Diane Sylvester, 49, was the first person through the line, and she emerged with two bottles of water and a pork rib meal. "Something is better than nothing," she said as she mopped sweat from her brow. "I feel great to see the military here. I know I'm saved."

Angela Jones, 24, began guzzling her water before she even cleared the line.

"Like steak and potatoes!" she said of the cool water. "I didn't think I was going to make it through that."

A rag shielding her from the searing heat and a cart holding her only belongings, 70-year-old Nellie Washington asked: "What took you so long? I'm extremely happy, but I cannot let it be at that. They did not take the lead to do this. They had to be pushed to do it."

With Houston's Astrodome already full with 15,000 storm refugees, that city opened two more giant centers to accommodate an additional 10,000. Dallas and San Antonio also had agreed to take refugees.

One group of Katrina's victims lurched from one tragedy to another: A bus carrying evacuees from the Superdome overturned on a Louisiana highway, killing at least one person and injuring many others.

At the broken levee along Lake Pontchartrain that swamped nearly 80 percent of New Orleans, helicopters dropped 3,000-pound sandbags into the breach and pilings were being pounded into place to seal off the waters. Engineers also were developing a plan to create new breaches in the levees so that a combination of gravity and pumping and would drain the water out of the city, a process that could take weeks.

Law and order all but broke down in New Orleans over the past few days. Storm refugees reported being raped, shot and robbed, gangs of teenagers hijacked boats meant to rescue them, and frustrated storm refugees menaced outmanned law officers Police Chief Eddie Compass admitted even his own officers had taken food and water from stores. Officers were walking off the job by the dozens.
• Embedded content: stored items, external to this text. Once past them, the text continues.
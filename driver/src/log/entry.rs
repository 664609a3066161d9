//! 日志记录
//!
//! 消息以定长数组内联存放，格式化时不需要堆分配；超长消息在字符边界处截断。

use core::fmt;

use super::config::MAX_LOG_MESSAGE_LENGTH;
use super::level::LogLevel;

/// 一条日志
#[derive(Debug, Clone)]
pub struct LogEntry {
    level: LogLevel,
    /// 发出日志的模块，相当于内核的 `pr_fmt` 前缀
    target: &'static str,
    timestamp_us: usize,
    cpu: usize,
    len: usize,
    text: [u8; MAX_LOG_MESSAGE_LENGTH],
}

impl LogEntry {
    /// 格式化 `args` 生成一条记录
    pub fn new(
        level: LogLevel,
        target: &'static str,
        timestamp_us: usize,
        cpu: usize,
        args: fmt::Arguments,
    ) -> Self {
        let mut entry = Self {
            level,
            target,
            timestamp_us,
            cpu,
            len: 0,
            text: [0; MAX_LOG_MESSAGE_LENGTH],
        };
        let mut sink = Truncating {
            dst: &mut entry.text,
            filled: 0,
        };
        // Truncating 从不返回错误
        let _ = fmt::write(&mut sink, args);
        entry.len = sink.filled;
        entry
    }

    /// 日志级别
    pub fn level(&self) -> LogLevel {
        self.level
    }

    /// 完整模块路径
    pub fn target(&self) -> &'static str {
        self.target
    }

    /// `target` 的最后一段，例如 `sink_net`
    pub fn short_target(&self) -> &'static str {
        self.target.rsplit("::").next().unwrap_or(self.target)
    }

    /// 启动以来的微秒数
    pub fn timestamp_us(&self) -> usize {
        self.timestamp_us
    }

    /// 发出日志的 CPU
    pub fn cpu(&self) -> usize {
        self.cpu
    }

    /// 消息正文（可能已截断）
    pub fn message(&self) -> &str {
        core::str::from_utf8(&self.text[..self.len]).unwrap_or("")
    }
}

impl fmt::Display for LogEntry {
    /// `[    12.000345] <info> sink_net: Mode updated to RX`
    fn fmt(&self, f: &mut fmt::Formatter<'_>) -> fmt::Result {
        let secs = self.timestamp_us / 1_000_000;
        let micros = self.timestamp_us % 1_000_000;
        write!(
            f,
            "[{:5}.{:06}] <{}> {}: {}",
            secs,
            micros,
            self.level,
            self.short_target(),
            self.message()
        )
    }
}

/// 写满即停的 `fmt::Write`
struct Truncating<'a> {
    dst: &'a mut [u8],
    filled: usize,
}

impl fmt::Write for Truncating<'_> {
    fn write_str(&mut self, s: &str) -> fmt::Result {
        let room = self.dst.len() - self.filled;
        let mut take = s.len().min(room);
        while !s.is_char_boundary(take) {
            take -= 1;
        }
        self.dst[self.filled..self.filled + take].copy_from_slice(&s.as_bytes()[..take]);
        self.filled += take;
        Ok(())
    }
}
//! 宿主内核上下文
//!
//! 驱动需要的内核子系统集中在 [`Kernel`] 中，显式传给模块的加载与卸载函数，
//! 因此一个进程里可以有多套互相独立的“内核”。

use alloc::sync::Arc;

use crate::device::net::NetDeviceRegistry;
use crate::fs::proc::ProcFS;

/// 网络设备注册表加 procfs
pub struct Kernel {
    netdev: Arc<NetDeviceRegistry>,
    procfs: Arc<ProcFS>,
}

impl Default for Kernel {
    fn default() -> Self {
        Self::new()
    }
}

impl Kernel {
    /// 启动内核模型：空的设备注册表与空的 /proc
    pub fn new() -> Self {
        Self {
            netdev: Arc::new(NetDeviceRegistry::new()),
            procfs: ProcFS::new(),
        }
    }

    /// 网络设备注册表
    pub fn netdev(&self) -> &Arc<NetDeviceRegistry> {
        &self.netdev
    }

    /// /proc 文件系统
    pub fn procfs(&self) -> &Arc<ProcFS> {
        &self.procfs
    }
}
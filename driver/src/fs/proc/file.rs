//! procfs 的打开会话

use alloc::sync::Arc;

use crate::{
    fs::proc::ProcEntry,
    sync::SpinLock,
    util::{UserBuffer, UserSlice},
    vfs::{File, FsError, InodeMetadata, OpenFlags},
};

/// 一次 `open` 得到的会话，持有自己的 offset
pub struct ProcFile {
    entry: Arc<ProcEntry>,
    offset: SpinLock<i64>,
    flags: OpenFlags,
}

impl ProcFile {
    /// 新会话，offset 为 0
    pub fn new(entry: Arc<ProcEntry>, flags: OpenFlags) -> Self {
        Self {
            entry,
            offset: SpinLock::new(0),
            flags,
        }
    }

    /// 会话对应的条目
    pub fn entry(&self) -> &Arc<ProcEntry> {
        &self.entry
    }

    fn check_alive(&self) -> Result<(), FsError> {
        if self.entry.is_removed() {
            return Err(FsError::IoError);
        }
        Ok(())
    }
}

impl File for ProcFile {
    fn readable(&self) -> bool {
        self.flags.readable()
    }

    fn writable(&self) -> bool {
        self.flags.writable()
    }

    fn read(&self, buf: &mut UserBuffer<'_>) -> Result<usize, FsError> {
        if !self.readable() {
            return Err(FsError::BadFileDescriptor);
        }
        self.check_alive()?;

        let mut pos = self.offset.lock();
        self.entry.ops().proc_read(buf, &mut *pos)
    }

    fn write(&self, buf: &UserSlice<'_>) -> Result<usize, FsError> {
        if !self.writable() {
            return Err(FsError::BadFileDescriptor);
        }
        self.check_alive()?;

        let mut pos = self.offset.lock();
        self.entry.ops().proc_write(buf, &mut *pos)
    }

    fn metadata(&self) -> Result<InodeMetadata, FsError> {
        self.check_alive()?;
        Ok(self.entry.metadata())
    }

    fn lseek(&self, offset: i64, whence: u32) -> Result<i64, FsError> {
        self.check_alive()?;

        let mut pos = self.offset.lock();
        let new_pos = self.entry.ops().proc_lseek(*pos, offset, whence)?;
        *pos = new_pos;
        Ok(new_pos)
    }

    fn offset(&self) -> i64 {
        *self.offset.lock()
    }

    fn flags(&self) -> OpenFlags {
        self.flags
    }
}
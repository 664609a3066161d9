mod proc;
//! ProcFS 条目管理测试

use super::*;
use crate::vfs::OpenFlags;
use crate::{kassert, test_case};

test_case!(test_proc_create_and_lookup, {
    let procfs = create_test_procfs();
    let entry = procfs
        .proc_create("sink_net_status", rw_mode(), Arc::new(StaticOps(b"hi")))
        .unwrap();

    kassert!(entry.name() == "sink_net_status");
    kassert!(procfs.lookup("sink_net_status").is_some());
    kassert!(procfs.list() == alloc::vec![alloc::string::String::from("sink_net_status")]);

    let meta = entry.metadata();
    kassert!(meta.size == 0);
    kassert!(meta.mode.permissions() == 0o666);
    kassert!(meta.mode.contains(FileMode::S_IFREG));
});

test_case!(test_proc_create_duplicate, {
    let procfs = create_test_procfs();
    procfs
        .proc_create("dup", rw_mode(), Arc::new(StaticOps(b"")))
        .unwrap();
    let result = procfs.proc_create("dup", rw_mode(), Arc::new(StaticOps(b"")));
    kassert!(matches!(result, Err(FsError::AlreadyExists)));
});

test_case!(test_proc_create_invalid_names, {
    let procfs = create_test_procfs();
    let ops: Arc<dyn ProcOps> = Arc::new(StaticOps(b""));

    kassert!(matches!(
        procfs.proc_create("", rw_mode(), ops.clone()),
        Err(FsError::InvalidArgument)
    ));
    kassert!(matches!(
        procfs.proc_create("a/b", rw_mode(), ops.clone()),
        Err(FsError::InvalidArgument)
    ));

    let long: alloc::string::String = core::iter::repeat_n('x', 256).collect();
    kassert!(matches!(
        procfs.proc_create(&long, rw_mode(), ops),
        Err(FsError::NameTooLong)
    ));
});

test_case!(test_proc_remove_entry, {
    let procfs = create_test_procfs();
    procfs
        .proc_create("gone", rw_mode(), Arc::new(StaticOps(b"x")))
        .unwrap();

    kassert!(procfs.remove_proc_entry("gone").is_ok());
    kassert!(procfs.lookup("gone").is_none());
    kassert!(matches!(procfs.remove_proc_entry("gone"), Err(FsError::NotFound)));
    kassert!(matches!(
        procfs.open("gone", OpenFlags::O_RDONLY),
        Err(FsError::NotFound)
    ));
});

test_case!(test_proc_open_permissions, {
    let procfs = create_test_procfs();
    procfs
        .proc_create(
            "readonly",
            FileMode::from_bits_truncate(0o444),
            Arc::new(StaticOps(b"r")),
        )
        .unwrap();

    kassert!(procfs.open("readonly", OpenFlags::O_RDONLY).is_ok());
    kassert!(matches!(
        procfs.open("readonly", OpenFlags::O_WRONLY),
        Err(FsError::PermissionDenied)
    ));
    kassert!(matches!(
        procfs.open("readonly", OpenFlags::O_RDWR),
        Err(FsError::PermissionDenied)
    ));
});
Some of New Orleans' hospitals, facing dwindling supplies of food, water and medicine, resumed evacuations Friday. Rescuers finally made it into Charity Hospital, the city's largest public hospital, where gunfire had earlier thwarted efforts to evacuate more than 250 patients.

Behind, they left a flooded morgue where residents had been dropping off bodies. After it reached its capacity of 12, five more corpses were stacked in a stairwell. Other bodies were elsewhere in the hospital.

Administrator Don Smithburg said his numbed staff was forced to subsist on intravenous sugar solutions.

"Some of them are on the brink of unable to cope any longer," he said.